Previdenza

Le riserve delle Casse per far crescere il lavoro dei giovani

di Alberto Oliveti*

L’Italia rischia di essere vittima di uno scontro fra generazioni. Una battaglia sotterranea si sta consumando anche in vista della prossima legge di bilancio. Il governo è tirato tra l’esigenza di favorire l’occupazione giovanile, necessaria per l’economia, e la richiesta, elettoralmente forse più conveniente, di alleggerire i requisiti per il pensionamento.

Per il bene di tutti occorre superare questo schema in cui i vecchi sembrano mangiare il futuro dei giovani. Ribaltando il paradigma, è possibile far sì che il reddito da lavoro dei più anziani serva a promuovere il lavoro giovanile.

Il sistema pensionistico italiano si basa su una ripartizione, per cui chi lavora paga l’assegno di chi è in pensione. La logica della ripartizione si fonda su un patto implicito tra generazioni: chi è vicino alla pensione deve sapere che la percepirà se ci sarà qualcun altro a versare contributi al suo posto.
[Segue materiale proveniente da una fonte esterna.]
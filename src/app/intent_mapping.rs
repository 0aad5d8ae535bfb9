//! Mapping von UI-Intents auf mutierende App-Commands.
//!
//! Hier lebt die Werkzeug-Zustandsmaschine: derselbe Zeiger-Intent wird je
//! nach aktivem Werkzeug, laufender Geste und Selektion unterschiedlich
//! übersetzt. Die Funktion ist pur — sie liest den Zustand, mutiert ihn
//! aber nie.

use super::state::{EditorTool, Gesture};
use super::{AppCommand, AppIntent, AppState};

/// Übersetzt einen `AppIntent` in eine Sequenz ausführbarer `AppCommand`s.
pub fn map_intent_to_commands(state: &AppState, intent: AppIntent) -> Vec<AppCommand> {
    match intent {
        // ── Datei & Anwendung ───────────────────────────────────────
        AppIntent::OpenFileRequested => vec![AppCommand::RequestOpenFileDialog],
        AppIntent::SaveRequested => vec![AppCommand::SaveFile { path: None }],
        AppIntent::SaveAsRequested => vec![AppCommand::RequestSaveFileDialog],
        AppIntent::ExitRequested => vec![AppCommand::RequestExit],
        AppIntent::FileSelected { path } => vec![AppCommand::LoadFile { path }],
        AppIntent::SaveFilePathSelected { path } => {
            vec![AppCommand::SaveFile { path: Some(path) }]
        }

        // ── Export ──────────────────────────────────────────────────
        AppIntent::ExportDialogRequested => vec![AppCommand::OpenExportDialog],
        AppIntent::ExportDialogCancelled => vec![AppCommand::CloseExportDialog],
        AppIntent::ExportSettingsChanged { settings } => {
            vec![AppCommand::SetExportSettings { settings }]
        }
        AppIntent::ExportConfirmed => vec![AppCommand::RequestExportFileDialog],
        AppIntent::ExportFilePathSelected { path } => vec![AppCommand::ExportToFile { path }],

        // ── Kamera ──────────────────────────────────────────────────
        AppIntent::ResetCameraRequested => vec![AppCommand::ResetCamera],
        AppIntent::ZoomInRequested => vec![AppCommand::ZoomIn],
        AppIntent::ZoomOutRequested => vec![AppCommand::ZoomOut],
        AppIntent::ViewportResized { size } => vec![AppCommand::SetViewportSize { size }],
        AppIntent::CameraPan { delta_screen } => vec![AppCommand::PanCamera { delta_screen }],
        AppIntent::CameraZoom {
            factor,
            focus_screen,
        } => vec![AppCommand::ZoomCamera {
            factor,
            focus_screen,
        }],

        // ── Werkzeuge & Zeiger ──────────────────────────────────────
        AppIntent::SetEditorToolRequested { tool } => vec![AppCommand::SetEditorTool { tool }],
        AppIntent::PointerPressed { world_pos, shift } => {
            pointer_pressed(state, world_pos, shift)
        }
        AppIntent::PointerMoved { world_pos } => pointer_moved(state, world_pos),
        AppIntent::PointerReleased { world_pos } => pointer_released(state, world_pos),
        AppIntent::PointerDoubleClicked { .. } => {
            if state.editor.active_tool == EditorTool::Pen {
                vec![AppCommand::FinalizePenPath]
            } else {
                Vec::new()
            }
        }
        AppIntent::AnchorDragStarted { path_id, anchor } => {
            vec![AppCommand::BeginAnchorDrag { path_id, anchor }]
        }
        AppIntent::AnchorDragUpdated { world_pos } => {
            vec![AppCommand::UpdateAnchorDrag { world_pos }]
        }
        AppIntent::AnchorDragEnded => vec![AppCommand::EndAnchorDrag],

        // ── Editing-Shortcuts ───────────────────────────────────────
        AppIntent::FinalizePenRequested => vec![AppCommand::FinalizePenPath],
        AppIntent::DeleteSelectedRequested => vec![AppCommand::DeleteSelectedPaths],
        // Escape beendet zuerst den aktiven Stift-Pfad, erst der zweite
        // Druck hebt die Selektion auf
        AppIntent::ClearSelectionRequested => {
            if state.editor.active_path_id.is_some() {
                vec![AppCommand::FinalizePenPath]
            } else {
                vec![AppCommand::DeselectAll]
            }
        }
        AppIntent::JoinSelectedRequested => vec![AppCommand::JoinSelectedPaths],

        // ── Stil ────────────────────────────────────────────────────
        AppIntent::StyleChangeRequested { patch } => {
            vec![AppCommand::UpdateSelectedStyle { patch }]
        }
        AppIntent::SetSmoothRequested { smooth } => vec![AppCommand::SetSelectedSmooth { smooth }],
        AppIntent::SetSmoothTensionRequested { tension } => {
            vec![AppCommand::SetSelectedSmoothTension { tension }]
        }
        AppIntent::CornerRadiusPreview { value } => {
            vec![AppCommand::PreviewCornerRadius { value }]
        }

        // ── Hintergrund & Ebenen ────────────────────────────────────
        AppIntent::BackgroundImageSelectionRequested => {
            vec![AppCommand::RequestBackgroundImageDialog]
        }
        AppIntent::BackgroundImageSelected { path } => {
            vec![AppCommand::LoadBackgroundImage { path }]
        }
        AppIntent::BackgroundImageCleared => vec![AppCommand::ClearBackgroundImage],
        AppIntent::SetBackgroundOpacity { opacity } => {
            vec![AppCommand::SetBackgroundOpacity { opacity }]
        }
        AppIntent::SetBackgroundTransform { transform } => {
            vec![AppCommand::SetBackgroundTransform { transform }]
        }
        AppIntent::SetBackgroundLocked { locked } => {
            vec![AppCommand::SetBackgroundLocked { locked }]
        }
        AppIntent::SetBackgroundEditMode { enabled } => {
            vec![AppCommand::SetBackgroundEditMode { enabled }]
        }
        AppIntent::ToggleBackgroundVisibility => vec![AppCommand::ToggleBackgroundVisibility],
        AppIntent::ToggleNeonVisibility => vec![AppCommand::ToggleNeonVisibility],
        AppIntent::ToggleAngleWarnings => vec![AppCommand::ToggleAngleWarnings],

        // ── History & Dialoge ───────────────────────────────────────
        AppIntent::UndoRequested => vec![AppCommand::Undo],
        AppIntent::RedoRequested => vec![AppCommand::Redo],
        AppIntent::OpenOptionsDialogRequested => vec![AppCommand::OpenOptionsDialog],
        AppIntent::CloseOptionsDialogRequested => vec![AppCommand::CloseOptionsDialog],
        AppIntent::OptionsChanged { options } => vec![AppCommand::ApplyOptions { options }],
        AppIntent::ResetOptionsRequested => vec![AppCommand::ResetOptions],
    }
}

/// Primärtaste gedrückt: werkzeugabhängiger Gestenstart.
fn pointer_pressed(state: &AppState, world_pos: glam::Vec2, shift: bool) -> Vec<AppCommand> {
    // Im Hintergrund-Bearbeitungsmodus gehört der Zeiger dem Bild,
    // nicht den Pfaden; das UI schickt direkt SetBackgroundTransform.
    if state.view.background_edit_mode {
        return Vec::new();
    }
    match state.editor.active_tool {
        EditorTool::Select => {
            let radius = state
                .view
                .canvas_transform
                .pick_radius_world(state.options.path_pick_radius_px);
            match crate::app::use_cases::selection::pick_path_at(&state.document, world_pos, radius)
            {
                Some(id) if shift => vec![AppCommand::ToggleSelection { id }],
                Some(id) if state.selection.contains(id) => {
                    // Klick auf bereits Selektiertes startet den Move der
                    // ganzen Gruppe, ohne die Selektion zu ändern
                    vec![AppCommand::BeginMoveSelection { world_pos }]
                }
                Some(id) => vec![
                    AppCommand::SelectPathExclusive { id },
                    AppCommand::BeginMoveSelection { world_pos },
                ],
                None => vec![AppCommand::BeginMarquee {
                    world_pos,
                    additive: shift,
                }],
            }
        }
        EditorTool::Pen => vec![AppCommand::PenPointPlaced { world_pos }],
        EditorTool::Eraser => vec![AppCommand::BeginEraserGesture { world_pos }],
        EditorTool::Rectangle | EditorTool::Circle => {
            vec![AppCommand::BeginShapeDrag { world_pos }]
        }
        EditorTool::Cut => vec![AppCommand::CutAt { world_pos }],
        // Hand-Pan läuft als CameraPan-Intent direkt aus dem UI
        EditorTool::Hand => Vec::new(),
    }
}

/// Zeigerbewegung: die laufende Geste bestimmt das Kommando.
fn pointer_moved(state: &AppState, world_pos: glam::Vec2) -> Vec<AppCommand> {
    match &state.editor.gesture {
        Gesture::ShapeDrag { .. } => vec![AppCommand::UpdateShapeDrag { world_pos }],
        Gesture::EraserDrag { .. } => vec![AppCommand::EraseAt { world_pos }],
        Gesture::Marquee { .. } => vec![AppCommand::UpdateMarquee { world_pos }],
        Gesture::MoveSelection { .. } => vec![AppCommand::MoveSelectionTo { world_pos }],
        Gesture::AnchorDrag { .. } => vec![AppCommand::UpdateAnchorDrag { world_pos }],
        Gesture::Idle => {
            if state.editor.active_tool == EditorTool::Pen
                && state.editor.active_path_id.is_some()
            {
                vec![AppCommand::PenPreviewMoved { world_pos }]
            } else {
                Vec::new()
            }
        }
    }
}

/// Primärtaste losgelassen: schließt die laufende Geste ab.
fn pointer_released(state: &AppState, world_pos: glam::Vec2) -> Vec<AppCommand> {
    match &state.editor.gesture {
        Gesture::ShapeDrag { .. } => vec![AppCommand::EndShapeDrag],
        Gesture::EraserDrag { .. } => vec![AppCommand::EndEraserGesture],
        Gesture::Marquee { .. } => vec![AppCommand::CommitMarquee { world_pos }],
        Gesture::MoveSelection { .. } => vec![AppCommand::EndMoveSelection],
        Gesture::AnchorDrag { .. } => vec![AppCommand::EndAnchorDrag],
        Gesture::Idle => Vec::new(),
    }
}

#[cfg(test)]
mod tests;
Per perseguire quest’obiettivo il Governo ha proposto degli sgravi sulle nuove assunzioni. Il provvedimento, anche se riguarda solo i lavoratori subordinati, va certamente nella giusta direzione. Tuttavia è evidente che per creare nuova occupazione non bastano gli sconti.

Occorrono innanzitutto investimenti che diano slancio all’economia. Ed ecco che a questo fine possono entrare in gioco i redditi da lavoro dei più anziani. Il riferimento è ai guadagni che i lavoratori negli anni hanno differito con la contribuzione: oggi solo nel settore dei professionisti ammontano a circa 80 miliardi di euro. Le Casse di previdenza hanno investito queste riserve in modo diversificato a garanzia delle pensioni future ma sarebbero ben felici di immettere una quota maggiore di risorse in circuiti economici in grado di creare lavoro. Ad esempio i medici potrebbero investire di più sulla salute, gli architetti e gli ingegneri sui cantieri, eccetera. Quando si investe nel proprio ambito, infatti, si innesca un circolo virtuoso che favorisce il lavoro dei contribuenti e si generano benefici per l’indotto e l’intera collettività.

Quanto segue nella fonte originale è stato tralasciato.